→ **WORK TO BE COMPLETED**: When a line of the records below contains the string "SqliteDatabase", copy that whole line.

[Dataset entries]
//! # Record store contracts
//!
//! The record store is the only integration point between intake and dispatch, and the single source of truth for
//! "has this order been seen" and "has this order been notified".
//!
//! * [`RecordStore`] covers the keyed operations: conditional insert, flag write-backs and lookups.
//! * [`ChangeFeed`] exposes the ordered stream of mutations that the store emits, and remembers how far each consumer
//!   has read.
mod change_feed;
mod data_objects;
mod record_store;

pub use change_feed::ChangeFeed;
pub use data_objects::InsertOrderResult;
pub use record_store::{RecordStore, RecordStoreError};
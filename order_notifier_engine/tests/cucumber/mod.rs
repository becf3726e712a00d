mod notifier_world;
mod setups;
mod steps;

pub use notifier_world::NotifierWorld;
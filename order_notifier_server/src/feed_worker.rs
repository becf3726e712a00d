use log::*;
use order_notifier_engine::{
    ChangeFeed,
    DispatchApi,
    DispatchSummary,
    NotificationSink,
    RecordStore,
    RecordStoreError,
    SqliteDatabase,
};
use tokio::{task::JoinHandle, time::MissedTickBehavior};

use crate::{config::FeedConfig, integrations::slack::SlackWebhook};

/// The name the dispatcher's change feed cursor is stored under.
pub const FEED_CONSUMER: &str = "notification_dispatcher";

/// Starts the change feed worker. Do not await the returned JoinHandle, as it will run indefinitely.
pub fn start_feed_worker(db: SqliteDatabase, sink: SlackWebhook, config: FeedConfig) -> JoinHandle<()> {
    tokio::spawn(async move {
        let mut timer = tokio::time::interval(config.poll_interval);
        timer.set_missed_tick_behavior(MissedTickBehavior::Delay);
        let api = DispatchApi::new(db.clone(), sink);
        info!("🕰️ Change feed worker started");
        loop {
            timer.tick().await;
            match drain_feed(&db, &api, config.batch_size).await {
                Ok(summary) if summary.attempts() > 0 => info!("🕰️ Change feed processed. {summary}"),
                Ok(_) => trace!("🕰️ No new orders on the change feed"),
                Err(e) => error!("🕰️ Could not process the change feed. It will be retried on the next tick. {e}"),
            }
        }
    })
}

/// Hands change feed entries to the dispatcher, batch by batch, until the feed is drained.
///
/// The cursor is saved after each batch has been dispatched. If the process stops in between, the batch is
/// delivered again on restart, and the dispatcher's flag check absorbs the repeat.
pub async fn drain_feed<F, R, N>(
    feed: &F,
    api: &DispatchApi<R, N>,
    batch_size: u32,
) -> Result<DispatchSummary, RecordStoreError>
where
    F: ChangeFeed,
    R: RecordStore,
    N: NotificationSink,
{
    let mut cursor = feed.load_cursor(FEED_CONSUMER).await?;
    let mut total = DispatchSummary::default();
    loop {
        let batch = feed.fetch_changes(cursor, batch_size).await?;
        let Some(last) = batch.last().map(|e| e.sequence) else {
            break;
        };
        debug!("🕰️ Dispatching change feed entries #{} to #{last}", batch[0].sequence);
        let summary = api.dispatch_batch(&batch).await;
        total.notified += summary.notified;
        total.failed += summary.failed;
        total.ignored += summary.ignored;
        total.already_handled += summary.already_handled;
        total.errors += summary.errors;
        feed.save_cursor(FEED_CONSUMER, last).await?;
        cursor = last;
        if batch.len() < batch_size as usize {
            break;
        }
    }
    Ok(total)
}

→ **RESULT OF THIS TASK**:
    SqliteDatabase,
pub fn start_feed_worker(db: SqliteDatabase, sink: SlackWebhook, config: FeedConfig) -> JoinHandle<()> {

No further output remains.